River Runners For Wilderness recently discovered that four groups, Grand Canyon River Outfitters Trade Association, American Whitewater (AW), Grand Canyon Private Boaters Association (GCPBA), and Grand Canyon River Runners Association (a motor concessions customer group) signed a Memorandum of Agreement that restricts certain critical activities of the boards of all four groups for the next ten years.
The Agreement stipulates that the groups will use their “best efforts” to dissuade their membership from engaging in any activities that would not be consistent with the terms of the Agreement. The groups will support removal of wilderness designation for the river corridor, support the river concessionaire’s motorized allocation, and will not interfere with the award in 2006 of new ten year concessions contracts for the existing concessionaires.
The four groups agreed that they will not support any annual re-distribution of allocation between the commercial and non-commercial sectors. The re-distribution was initially suggested by the National Park Service.
The agreement came to light some 15 months after it was signed and only after several Grand Canyon Private Boaters Association members asked the GCPBA board of directors to reveal the Memorandum’s contents.

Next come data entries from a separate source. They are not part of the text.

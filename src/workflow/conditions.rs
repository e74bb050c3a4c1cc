//! Per-stage completion predicates over the persisted submission state.

use crate::domain::Submission;

use super::stages::Stage;

pub fn is_contact_verified(submission: &Submission) -> bool {
    submission.submitter_contact_verified
}

pub fn is_authorship_indicated(submission: &Submission) -> bool {
    submission.submitter_is_author.is_some()
}

pub fn has_license(submission: &Submission) -> bool {
    submission.license.is_some()
}

pub fn is_policy_accepted(submission: &Submission) -> bool {
    submission.submitter_accepts_policy
}

pub fn has_primary(submission: &Submission) -> bool {
    submission.primary_classification.is_some()
}

pub fn has_secondary(submission: &Submission) -> bool {
    !submission.secondary_classification.is_empty()
}

pub fn has_valid_content(submission: &Submission) -> bool {
    submission
        .source_content
        .as_ref()
        .map(|content| content.is_valid())
        .unwrap_or(false)
}

fn has_non_processing_content(submission: &Submission) -> bool {
    submission
        .source_content
        .as_ref()
        .and_then(|content| content.source_format)
        .map(|format| !format.requires_processing())
        .unwrap_or(false)
}

/// Source that never goes through the compiler counts as processed.
pub fn is_source_processed(submission: &Submission) -> bool {
    has_valid_content(submission)
        && (submission.is_source_processed || has_non_processing_content(submission))
}

pub fn is_metadata_complete(submission: &Submission) -> bool {
    submission.metadata.title.is_some()
        && submission.metadata.abstract_text.is_some()
        && submission.metadata.authors_display.is_some()
}

pub fn is_opt_metadata_complete(submission: &Submission) -> bool {
    submission.metadata.doi.is_some()
        || submission.metadata.msc_class.is_some()
        || submission.metadata.acm_class.is_some()
        || submission.metadata.report_num.is_some()
        || submission.metadata.journal_ref.is_some()
}

pub fn is_finalized(submission: &Submission) -> bool {
    submission.is_finalized
}

pub fn is_withdrawal_requested(submission: &Submission) -> bool {
    submission.withdrawal_reason.is_some()
}

pub fn has_journal_reference(submission: &Submission) -> bool {
    submission.metadata.doi.is_some()
        || submission.metadata.journal_ref.is_some()
        || submission.metadata.report_num.is_some()
}

/// Completion predicate for a stage. The confirmation stage is never
/// "complete"; it is terminal.
pub fn is_complete(stage: Stage, submission: &Submission) -> bool {
    match stage {
        Stage::VerifyUser => is_contact_verified(submission),
        Stage::Authorship => is_authorship_indicated(submission),
        Stage::License => has_license(submission),
        Stage::Policy => is_policy_accepted(submission),
        Stage::Classification => has_primary(submission),
        Stage::CrossList => has_secondary(submission),
        Stage::FileUpload => has_valid_content(submission),
        Stage::Process => is_source_processed(submission),
        Stage::Metadata => is_metadata_complete(submission),
        Stage::OptionalMetadata => is_opt_metadata_complete(submission),
        Stage::FinalPreview => is_finalized(submission),
        Stage::Withdrawal => is_withdrawal_requested(submission),
        Stage::Jref => has_journal_reference(submission),
        Stage::Confirm => false,
    }
}
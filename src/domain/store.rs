//! Contract with the external domain/event layer.
//!
//! The controller only ever talks to the system of record through
//! [`SubmissionStore`]: load a fresh view, or apply events against an
//! expected revision. Optimistic concurrency lives here; a conflicting
//! write surfaces as [`StoreError::VersionConflict`] and the caller
//! re-derives from fresh state.

use std::collections::HashMap;

use async_trait::async_trait;
use thiserror::Error;
use tokio::sync::RwLock;
use uuid::Uuid;

use super::{Submission, SubmissionEvent};

#[derive(Debug, Error)]
pub enum StoreError {
    #[error("submission {0} not found")]
    NotFound(Uuid),
    #[error("version conflict on submission {id}: expected revision {expected}, found {found}")]
    VersionConflict { id: Uuid, expected: u64, found: u64 },
    #[error("storage backend error: {0}")]
    Backend(String),
}

/// Load/apply operations against the external system of record.
#[cfg_attr(any(test, feature = "testing"), mockall::automock)]
#[async_trait]
pub trait SubmissionStore: Send + Sync {
    /// Fetch the current persisted view of a submission.
    async fn load(&self, id: Uuid) -> Result<Submission, StoreError>;

    /// Record events against a submission, provided nobody else has written
    /// since the caller loaded `expected_revision`.
    async fn apply(
        &self,
        id: Uuid,
        expected_revision: u64,
        events: Vec<SubmissionEvent>,
    ) -> Result<Submission, StoreError>;
}

/// In-process store used by tests and demos.
///
/// One `apply` call bumps the revision once regardless of how many events it
/// carries, matching the one-write-per-request model.
#[derive(Debug, Default)]
pub struct MemoryStore {
    submissions: RwLock<HashMap<Uuid, Submission>>,
}

impl MemoryStore {
    pub fn new() -> Self {
        Self::default()
    }

    pub async fn insert(&self, submission: Submission) {
        self.submissions
            .write()
            .await
            .insert(submission.id, submission);
    }
}

#[async_trait]
impl SubmissionStore for MemoryStore {
    async fn load(&self, id: Uuid) -> Result<Submission, StoreError> {
        self.submissions
            .read()
            .await
            .get(&id)
            .cloned()
            .ok_or(StoreError::NotFound(id))
    }

    async fn apply(
        &self,
        id: Uuid,
        expected_revision: u64,
        events: Vec<SubmissionEvent>,
    ) -> Result<Submission, StoreError> {
        let mut submissions = self.submissions.write().await;
        let submission = submissions.get_mut(&id).ok_or(StoreError::NotFound(id))?;
        if submission.revision != expected_revision {
            return Err(StoreError::VersionConflict {
                id,
                expected: expected_revision,
                found: submission.revision,
            });
        }
        for event in &events {
            event.project(submission);
        }
        submission.revision += 1;
        submission.updated_at = chrono::Utc::now();
        Ok(submission.clone())
    }
}
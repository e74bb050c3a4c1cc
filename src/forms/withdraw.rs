//! Withdrawal request stage.

use serde::{Deserialize, Serialize};

use crate::domain::SubmissionEvent;

use super::{check_length, ValidationOutcome};

#[derive(Debug, Clone, Default, PartialEq, Eq, Serialize, Deserialize)]
pub struct WithdrawalForm {
    pub reason: String,
}

impl WithdrawalForm {
    pub fn validate(&self) -> ValidationOutcome {
        let mut errors = Vec::new();
        check_length(&mut errors, "withdrawal_reason", &self.reason, 1, 400);
        if errors.is_empty() {
            ValidationOutcome::Valid(vec![SubmissionEvent::RequestWithdrawal {
                reason: self.reason.trim().to_string(),
            }])
        } else {
            ValidationOutcome::Invalid(errors)
        }
    }
}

GCPBA board member Richard Martin confirmed the terms of the agreement. “We have agreed to recognize the river as an access corridor and therefore exclude it from wilderness designation” he said. “We have agreed not to challenge their [the concessionaires’] allocation, and they not ours, we don't have an issue with their contract renewal.”

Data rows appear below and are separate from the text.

//! File upload stage.
//!
//! The form is built from the file manager's source summary rather than
//! from user input; per-file problems reported by the service become field
//! errors against the offending files.

use serde::{Deserialize, Serialize};

use crate::domain::{SourceContent, SubmissionEvent};

use super::{FieldError, ValidationOutcome};

#[derive(Debug, Clone, PartialEq, Eq, Serialize, Deserialize)]
pub struct UploadForm {
    pub content: SourceContent,
}

impl UploadForm {
    pub fn from_summary(content: SourceContent) -> Self {
        Self { content }
    }

    pub fn validate(&self) -> ValidationOutcome {
        let mut errors = Vec::new();
        for file in &self.content.files {
            for problem in &file.errors {
                errors.push(FieldError::new(file.name.clone(), problem.clone()));
            }
        }
        if !self.content.is_valid() {
            errors.push(FieldError::new(
                "source",
                "The uploaded content is not a usable submission source.",
            ));
        }
        if errors.is_empty() {
            ValidationOutcome::Valid(vec![SubmissionEvent::SetUploadedContent {
                content: self.content.clone(),
            }])
        } else {
            ValidationOutcome::Invalid(errors)
        }
    }
}
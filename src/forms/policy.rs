//! Policy acknowledgement stage.

use serde::{Deserialize, Serialize};

use crate::domain::SubmissionEvent;

use super::{FieldError, ValidationOutcome};

#[derive(Debug, Clone, Default, PartialEq, Eq, Serialize, Deserialize)]
pub struct PolicyForm {
    pub policy: bool,
}

impl PolicyForm {
    pub fn validate(&self) -> ValidationOutcome {
        if self.policy {
            ValidationOutcome::Valid(vec![SubmissionEvent::AcceptPolicy])
        } else {
            ValidationOutcome::Invalid(vec![FieldError::new(
                "policy",
                "You must agree to the submission policies to proceed.",
            )])
        }
    }
}
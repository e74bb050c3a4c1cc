//! Authorship confirmation stage.

use serde::{Deserialize, Serialize};

use crate::domain::SubmissionEvent;

use super::{FieldError, ValidationOutcome};

/// The user states whether they are an author of the work. Submitting on
/// behalf of the authors requires prior approval.
#[derive(Debug, Clone, Default, PartialEq, Eq, Serialize, Deserialize)]
pub struct AuthorshipForm {
    pub is_author: Option<bool>,
    pub proxy_approval: bool,
}

impl AuthorshipForm {
    pub fn validate(&self) -> ValidationOutcome {
        let Some(is_author) = self.is_author else {
            return ValidationOutcome::Invalid(vec![FieldError::new(
                "authorship",
                "Please choose one.",
            )]);
        };
        if !is_author && !self.proxy_approval {
            return ValidationOutcome::Invalid(vec![FieldError::new(
                "proxy",
                "You must get prior approval to submit on behalf of the authors.",
            )]);
        }
        ValidationOutcome::Valid(vec![SubmissionEvent::ConfirmAuthorship {
            submitter_is_author: is_author,
        }])
    }
}
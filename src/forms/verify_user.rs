//! Contact-information verification stage.

use serde::{Deserialize, Serialize};

use crate::domain::SubmissionEvent;

use super::{FieldError, ValidationOutcome};

/// The user confirms that their profile information is current.
#[derive(Debug, Clone, Default, PartialEq, Eq, Serialize, Deserialize)]
pub struct VerifyUserForm {
    pub verify_user: bool,
}

impl VerifyUserForm {
    pub fn validate(&self) -> ValidationOutcome {
        if self.verify_user {
            ValidationOutcome::Valid(vec![SubmissionEvent::ConfirmContactInformation])
        } else {
            ValidationOutcome::Invalid(vec![FieldError::new(
                "verify_user",
                "Please confirm that your contact information is current.",
            )])
        }
    }
}
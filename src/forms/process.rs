//! Source processing stage.
//!
//! The stage completes only once the compiler reports a terminal success;
//! an in-progress or failed job keeps the user on this stage.

use serde::{Deserialize, Serialize};

use crate::domain::SubmissionEvent;
use crate::services::JobStatus;

use super::{FieldError, ValidationOutcome};

#[derive(Debug, Clone, Copy, PartialEq, Eq, Serialize, Deserialize)]
pub struct ProcessForm {
    pub job: JobStatus,
}

impl ProcessForm {
    pub fn validate(&self) -> ValidationOutcome {
        match self.job {
            JobStatus::Succeeded => {
                ValidationOutcome::Valid(vec![SubmissionEvent::ConfirmSourceProcessed])
            }
            JobStatus::InProgress => ValidationOutcome::Invalid(vec![FieldError::new(
                "process",
                "Your submission is still being processed.",
            )]),
            JobStatus::Failed => ValidationOutcome::Invalid(vec![FieldError::new(
                "process",
                "Processing failed; please correct your source files and try again.",
            )]),
        }
    }
}
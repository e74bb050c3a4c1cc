//! Compiler service: builds TeX/PostScript source into a readable product.

use async_trait::async_trait;
use serde::Deserialize;

use crate::config::ServicesConfig;

use super::{http_client, JobStatus, ServiceError};

const SERVICE: &str = "compiler";

#[cfg_attr(any(test, feature = "testing"), mockall::automock)]
#[async_trait]
pub trait Compiler: Send + Sync {
    /// Status of the compilation job for a source package, keyed by the
    /// package checksum.
    async fn job_status(&self, checksum: &str) -> Result<JobStatus, ServiceError>;
}

#[derive(Debug, Deserialize)]
struct JobStatusResponse {
    status: JobStatus,
}

#[derive(Debug, Clone)]
pub struct HttpCompiler {
    http: reqwest::Client,
    base: String,
}

impl HttpCompiler {
    pub fn new(config: &ServicesConfig) -> Self {
        Self {
            http: http_client(config.request_timeout_seconds),
            base: config.compiler_endpoint.trim_end_matches('/').to_string(),
        }
    }
}

#[async_trait]
impl Compiler for HttpCompiler {
    async fn job_status(&self, checksum: &str) -> Result<JobStatus, ServiceError> {
        let url = format!("{}/jobs/{checksum}", self.base);
        let response = self
            .http
            .get(&url)
            .send()
            .await
            .map_err(|source| ServiceError::Request {
                service: SERVICE,
                source,
            })?;
        if !response.status().is_success() {
            return Err(ServiceError::BadStatus {
                service: SERVICE,
                status: response.status().as_u16(),
            });
        }
        let body = response
            .json::<JobStatusResponse>()
            .await
            .map_err(|source| ServiceError::Decode {
                service: SERVICE,
                source,
            })?;
        Ok(body.status)
    }
}
//! Journal reference request stage.

use serde::{Deserialize, Serialize};

use crate::domain::SubmissionEvent;

use super::{is_valid_doi, FieldError, ValidationOutcome};

/// At least one of DOI, journal reference, or report number must be given.
#[derive(Debug, Clone, Default, PartialEq, Eq, Serialize, Deserialize)]
pub struct JrefForm {
    pub doi: Option<String>,
    pub journal_ref: Option<String>,
    pub report_num: Option<String>,
}

impl JrefForm {
    pub fn validate(&self) -> ValidationOutcome {
        let clean = |value: &Option<String>| {
            value
                .as_deref()
                .map(str::trim)
                .filter(|v| !v.is_empty())
                .map(str::to_string)
        };
        let doi = clean(&self.doi);
        let journal_ref = clean(&self.journal_ref);
        let report_num = clean(&self.report_num);

        let mut errors = Vec::new();
        if doi.is_none() && journal_ref.is_none() && report_num.is_none() {
            errors.push(FieldError::new(
                "jref",
                "Please provide a DOI, journal reference, or report number.",
            ));
        }
        if let Some(doi) = doi.as_deref() {
            if !is_valid_doi(doi) {
                errors.push(FieldError::new("doi", "Not a recognizable DOI."));
            }
        }
        if errors.is_empty() {
            ValidationOutcome::Valid(vec![SubmissionEvent::SetJournalReference {
                doi,
                journal_ref,
                report_num,
            }])
        } else {
            ValidationOutcome::Invalid(errors)
        }
    }
}
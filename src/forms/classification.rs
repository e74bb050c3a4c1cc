//! Primary classification stage.

use serde::{Deserialize, Serialize};

use crate::domain::SubmissionEvent;

use super::{is_valid_category, FieldError, ValidationOutcome};

#[derive(Debug, Clone, Default, PartialEq, Eq, Serialize, Deserialize)]
pub struct ClassificationForm {
    pub category: String,
}

impl ClassificationForm {
    pub fn validate(&self) -> ValidationOutcome {
        if self.category.is_empty() {
            return ValidationOutcome::Invalid(vec![FieldError::new(
                "category",
                "Please select a primary category.",
            )]);
        }
        if !is_valid_category(&self.category) {
            return ValidationOutcome::Invalid(vec![FieldError::new(
                "category",
                "Not a valid category.",
            )]);
        }
        ValidationOutcome::Valid(vec![SubmissionEvent::SetPrimaryClassification {
            category: self.category.clone(),
        }])
    }
}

Mark Singleton, Executive Director of American Whitewater, is troubled by the lack of transparency to AW members by this deal, which was signed by his predecessor Jason Robertson, who is also on the GCPBA board. Singleton noted “Closed processes aren't something I'm comfortable with, transparency to our members is important.” Nonetheless, according to Singleton AW will abide by the agreement.
Jo Johnson, Co-Director of River Runners For Wilderness, notes the ramifications of this agreement are far reaching. “This agreement strangles GCPBA and AW. They are barred from protecting the Colorado River in Grand Canyon from overuse. They can’t advocate for equitable demand-based access for their own members. And even more troubling is that if Grand Canyon’s Wilderness Recommendation is moved forward in Congress, they will not support wilderness designation for the river.” She adds “River Runners for Wilderness will continue to steadfastly defend Grand Canyon from resource degradation, inequitable allocation and continued illegal motor use.”
The Agreement is online here.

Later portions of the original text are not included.